I’m happy to be pregnant, and I can’t wait to finally meet my baby, but I’m scared to death of labor! I’ve watched movies and birth shows, and it looks just horrible. Is it really that bad? I’m afraid of tearing and stretching from the baby coming out, too. Please help me feel more confident about this!
It’s normal to be scared of something unknown, especially if it involves your body and the thought of undergoing pain. First, let’s talk about what causes labor pain. The uterus is the strongest muscle in the human body. During pregnancy, its job is to hold your baby inside like an upside-down drawstring purse. During labor its muscle fibers undergo a powerful change from “baby holding” to “baby ejection” one. Your uterus doesn’t actually have any nerve endings — the pain is the muscles that attach and surround the uterus being strained.
Labor pain usually starts with these muscles tightening– instead of your uterus feeling soft like the tip of your nose, it’ll feel very firm. (See more about how to tell the difference between Braxton-Hicks, or ‘practice’ contractions, from labor contractions at this link.) The upside to labor pain is that unlike the constant pain from an injury or an accident, labor pain comes in waves with breaks in between. Contractions can start out as far apart as 15 minutes, then will get gradually closer together over the course of hours. The most similar thing that comes to mind is food poisoning, but with waves of menstrual-cramp-like pain instead of nausea.
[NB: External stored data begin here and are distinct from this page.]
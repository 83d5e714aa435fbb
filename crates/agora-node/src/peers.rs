use agora_submission::{SubmissionClaim, SubmissionError, SubmissionProtocol};
use agora_types::{ParticipantId, TournamentId};
use async_trait::async_trait;
use serde::Deserialize;
use std::collections::BTreeMap;
use std::path::PathBuf;
use tracing::debug;

/// Dev-mode submission protocol adapter: peers and their claims come from a
/// JSON file instead of the live peer network. The file is re-read on every
/// collect pass, so claims can change while the window is open, exactly as
/// live peers may re-announce.
///
/// Production deployments replace this with the chain-side adapter that
/// implements the same trait.
pub struct FilePeerProtocol {
    path: PathBuf,
}

#[derive(Debug, Deserialize)]
struct ClaimFile {
    /// participant id -> claim
    #[serde(flatten)]
    peers: BTreeMap<String, FileClaim>,
}

#[derive(Debug, Deserialize)]
struct FileClaim {
    repository_url: String,
    commit_hash: String,
}

impl FilePeerProtocol {
    pub fn new(path: impl Into<PathBuf>) -> Self {
        Self { path: path.into() }
    }

    fn read(&self) -> Result<ClaimFile, SubmissionError> {
        let text = std::fs::read_to_string(&self.path)
            .map_err(|e| SubmissionError::CollectFailed(format!("peers file: {e}")))?;
        serde_json::from_str(&text)
            .map_err(|e| SubmissionError::CollectFailed(format!("peers file: {e}")))
    }
}

#[async_trait]
impl SubmissionProtocol for FilePeerProtocol {
    async fn peers(&self) -> Result<Vec<ParticipantId>, SubmissionError> {
        let file = self.read()?;
        Ok(file.peers.keys().map(ParticipantId::new).collect())
    }

    async fn collect(
        &self,
        _tournament_id: &TournamentId,
        _epoch_number: u64,
        peer: &ParticipantId,
    ) -> Result<Option<SubmissionClaim>, SubmissionError> {
        let file = self.read()?;
        let claim = file.peers.get(peer.as_str()).map(|c| SubmissionClaim {
            repository_url: c.repository_url.clone(),
            commit_hash: c.commit_hash.clone(),
        });
        debug!(peer = %peer, found = claim.is_some(), "file protocol collect");
        Ok(claim)
    }
}

/// Protocol slot for deployments that have not wired a peer adapter yet:
/// no peers, no claims.
pub struct NoPeersProtocol;

#[async_trait]
impl SubmissionProtocol for NoPeersProtocol {
    async fn peers(&self) -> Result<Vec<ParticipantId>, SubmissionError> {
        Ok(Vec::new())
    }

    async fn collect(
        &self,
        _tournament_id: &TournamentId,
        _epoch_number: u64,
        _peer: &ParticipantId,
    ) -> Result<Option<SubmissionClaim>, SubmissionError> {
        Ok(None)
    }
}

#[cfg(test)]
mod tests {
    use super::*;

    #[tokio::test]
    async fn test_file_protocol_reads_claims() {
        let tmp = tempfile::tempdir().unwrap();
        let path = tmp.path().join("peers.json");
        std::fs::write(
            &path,
            format!(
                r#"{{
                    "alice": {{"repository_url": "https://git.example/alice/analyzer", "commit_hash": "{}"}},
                    "bob": {{"repository_url": "https://git.example/bob/analyzer", "commit_hash": "{}"}}
                }}"#,
                "a".repeat(40),
                "b".repeat(40),
            ),
        )
        .unwrap();

        let protocol = FilePeerProtocol::new(&path);
        let peers = protocol.peers().await.unwrap();
        assert_eq!(peers.len(), 2);

        let tournament = TournamentId::for_epoch(1);
        let claim = protocol
            .collect(&tournament, 1, &ParticipantId::new("alice"))
            .await
            .unwrap()
            .unwrap();
        assert_eq!(claim.commit_hash, "a".repeat(40));

        let missing = protocol
            .collect(&tournament, 1, &ParticipantId::new("zara"))
            .await
            .unwrap();
        assert!(missing.is_none());
    }

    #[tokio::test]
    async fn test_missing_file_is_collect_failure() {
        let protocol = FilePeerProtocol::new("/nonexistent/peers.json");
        assert!(protocol.peers().await.is_err());
    }
}
/*!
# Agora Sandbox

Isolated execution of untrusted submission images.

The sandbox policy is the security contract, not a best-effort configuration:
every run gets no network, a read-only root filesystem with exactly two bind
mounts (input ro, output rw) plus a bounded tmpfs scratch, all capabilities
dropped, no-new-privileges, a syscall deny-list, and hard pid/memory/cpu
limits enforced by the host. Any failure to apply the policy is a launch
failure — never a run result.

Wall time is measured externally; payload-supplied timings are untrusted.
*/

pub mod error;
pub mod runner;
pub mod seccomp;

pub use error::SandboxError;
pub use runner::{DockerSandbox, RunReport, Sandbox, SandboxLimits, TIMEOUT_EXIT_CODE};
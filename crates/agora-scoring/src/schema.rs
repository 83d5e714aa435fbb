use serde::{Deserialize, Serialize};
use std::fmt;
use std::str::FromStr;

/// The eight pattern families a payload may report.
#[derive(Debug, Clone, Copy, PartialEq, Eq, Hash, Serialize, Deserialize)]
#[serde(rename_all = "snake_case")]
pub enum PatternType {
    Cycle,
    LayeringPath,
    SmurfingNetwork,
    ProximityRisk,
    MotifFanin,
    MotifFanout,
    TemporalBurst,
    ThresholdEvasion,
}

impl FromStr for PatternType {
    type Err = ();

    fn from_str(s: &str) -> Result<Self, Self::Err> {
        match s {
            "cycle" => Ok(Self::Cycle),
            "layering_path" => Ok(Self::LayeringPath),
            "smurfing_network" => Ok(Self::SmurfingNetwork),
            "proximity_risk" => Ok(Self::ProximityRisk),
            "motif_fanin" => Ok(Self::MotifFanin),
            "motif_fanout" => Ok(Self::MotifFanout),
            "temporal_burst" => Ok(Self::TemporalBurst),
            "threshold_evasion" => Ok(Self::ThresholdEvasion),
            _ => Err(()),
        }
    }
}

impl fmt::Display for PatternType {
    fn fmt(&self, f: &mut fmt::Formatter<'_>) -> fmt::Result {
        let s = match self {
            Self::Cycle => "cycle",
            Self::LayeringPath => "layering_path",
            Self::SmurfingNetwork => "smurfing_network",
            Self::ProximityRisk => "proximity_risk",
            Self::MotifFanin => "motif_fanin",
            Self::MotifFanout => "motif_fanout",
            Self::TemporalBurst => "temporal_burst",
            Self::ThresholdEvasion => "threshold_evasion",
        };
        write!(f, "{}", s)
    }
}

/// Element type of a declared feature column.
#[derive(Debug, Clone, Copy, PartialEq, Eq, Serialize, Deserialize)]
#[serde(rename_all = "snake_case")]
pub enum ColumnKind {
    Text,
    Integer,
    Float,
}

impl ColumnKind {
    /// Whether a raw CSV cell is a well-typed, non-null element.
    pub fn accepts(&self, raw: &str) -> bool {
        let raw = raw.trim();
        if raw.is_empty() {
            return false;
        }
        match self {
            Self::Text => true,
            Self::Integer => raw.parse::<i64>().is_ok(),
            // Integers are acceptable floats; NaN/inf are not data.
            Self::Float => raw.parse::<f64>().map(f64::is_finite).unwrap_or(false),
        }
    }
}

/// Declared schema of the features artifact: the `address` primary key plus
/// typed feature columns. Extra columns produced by the payload are ignored;
/// missing or mistyped declared columns invalidate the artifact.
#[derive(Debug, Clone, Serialize, Deserialize)]
pub struct FeatureSchema {
    pub columns: Vec<(String, ColumnKind)>,
}

impl FeatureSchema {
    pub const PRIMARY_KEY: &'static str = "address";

    pub fn declared(&self) -> impl Iterator<Item = (&str, ColumnKind)> {
        self.columns.iter().map(|(name, kind)| (name.as_str(), *kind))
    }
}

impl Default for FeatureSchema {
    fn default() -> Self {
        let columns = [
            ("degree_in", ColumnKind::Integer),
            ("degree_out", ColumnKind::Integer),
            ("total_amount_in", ColumnKind::Float),
            ("total_amount_out", ColumnKind::Float),
            ("tx_count", ColumnKind::Integer),
            ("unique_counterparties", ColumnKind::Integer),
            ("mean_transfer_amount", ColumnKind::Float),
            ("activity_span_seconds", ColumnKind::Integer),
        ]
        .into_iter()
        .map(|(name, kind)| (name.to_string(), kind))
        .collect();
        Self { columns }
    }
}
use blake3::Hasher;
use serde::{Deserialize, Serialize};
use std::fmt;

macro_rules! content_id {
    ($name:ident, $tag:literal) => {
        #[derive(Clone, Copy, PartialEq, Eq, Hash, PartialOrd, Ord, Serialize, Deserialize)]
        pub struct $name([u8; 32]);

        impl $name {
            /// Derive the id from its domain-tagged content. The same inputs
            /// always produce the same id, which is what makes queue task
            /// bodies idempotent.
            pub fn derive(parts: &[&[u8]]) -> Self {
                let mut hasher = Hasher::new();
                hasher.update($tag.as_bytes());
                for part in parts {
                    hasher.update(&(part.len() as u64).to_le_bytes());
                    hasher.update(part);
                }
                Self(hasher.finalize().into())
            }

            pub fn from_bytes(bytes: [u8; 32]) -> Self {
                Self(bytes)
            }

            pub fn as_bytes(&self) -> &[u8; 32] {
                &self.0
            }

            pub fn to_hex(&self) -> String {
                hex::encode(self.0)
            }

            pub fn from_hex(s: &str) -> Result<Self, hex::FromHexError> {
                let bytes = hex::decode(s)?;
                if bytes.len() != 32 {
                    return Err(hex::FromHexError::InvalidStringLength);
                }
                let mut arr = [0u8; 32];
                arr.copy_from_slice(&bytes);
                Ok(Self(arr))
            }
        }

        impl fmt::Debug for $name {
            fn fmt(&self, f: &mut fmt::Formatter<'_>) -> fmt::Result {
                write!(f, concat!(stringify!($name), "({}...)"), &self.to_hex()[..8])
            }
        }

        impl fmt::Display for $name {
            fn fmt(&self, f: &mut fmt::Formatter<'_>) -> fmt::Result {
                write!(f, "{}", self.to_hex())
            }
        }
    };
}

content_id!(TournamentId, "agora:tournament");
content_id!(SubmissionId, "agora:submission");
content_id!(RunId, "agora:run");

impl TournamentId {
    /// One tournament per epoch number.
    pub fn for_epoch(epoch_number: u64) -> Self {
        Self::derive(&[&epoch_number.to_le_bytes()])
    }
}

impl SubmissionId {
    /// One submission per participant per tournament.
    pub fn for_participant(tournament: &TournamentId, participant: &ParticipantId) -> Self {
        Self::derive(&[tournament.as_bytes(), participant.as_str().as_bytes()])
    }
}

impl RunId {
    /// One run per submission per epoch index.
    pub fn for_epoch(submission: &SubmissionId, epoch_index: u64) -> Self {
        Self::derive(&[submission.as_bytes(), &epoch_index.to_le_bytes()])
    }
}

/// Opaque key of a participant on the peer network.
#[derive(Clone, PartialEq, Eq, Hash, PartialOrd, Ord, Serialize, Deserialize)]
pub struct ParticipantId(String);

impl ParticipantId {
    pub fn new(key: impl Into<String>) -> Self {
        Self(key.into())
    }

    pub fn as_str(&self) -> &str {
        &self.0
    }
}

impl fmt::Debug for ParticipantId {
    fn fmt(&self, f: &mut fmt::Formatter<'_>) -> fmt::Result {
        write!(f, "ParticipantId({})", self.0)
    }
}

impl fmt::Display for ParticipantId {
    fn fmt(&self, f: &mut fmt::Formatter<'_>) -> fmt::Result {
        write!(f, "{}", self.0)
    }
}

impl From<&str> for ParticipantId {
    fn from(s: &str) -> Self {
        Self(s.to_string())
    }
}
And personally, we’d prefer labor to food poisoning.
Also remember that if you’re giving birth in a hospital you can ask for an epidural any time. Epidurals take the pain away completely– they’re pretty magical that way. And plenty of women take a wait-and-see approach for labor pain, and find that the pain, while certainly not fun, exactly, is tolerable.
Anyway, the final part of birth, pushing the baby out, is actually not painful at all, even without an epidural. The pressure of the baby’s head will numb most vaginal sensation, and if you’ve declined the pain meds then birthing the baby usually feels like a huge relief. Tearing is pretty unusual these days because most doctors and midwives perform an episiotomy, which is a cut to widen the vaginal opening. It sounds horrible, but even with no pain relief medications at all you won’t feel it, because of the numbing effect from the pressure of the baby.
So is it so bad? Let’s just say it’s intense, but it’s also survivable, and treatable with pain relief medications if necessary, and also temporary. And while you’re going through it, you won’t be freaking out or scared because you’ll be too busy being in labor. So bottom line: you’ll be fine, we promise.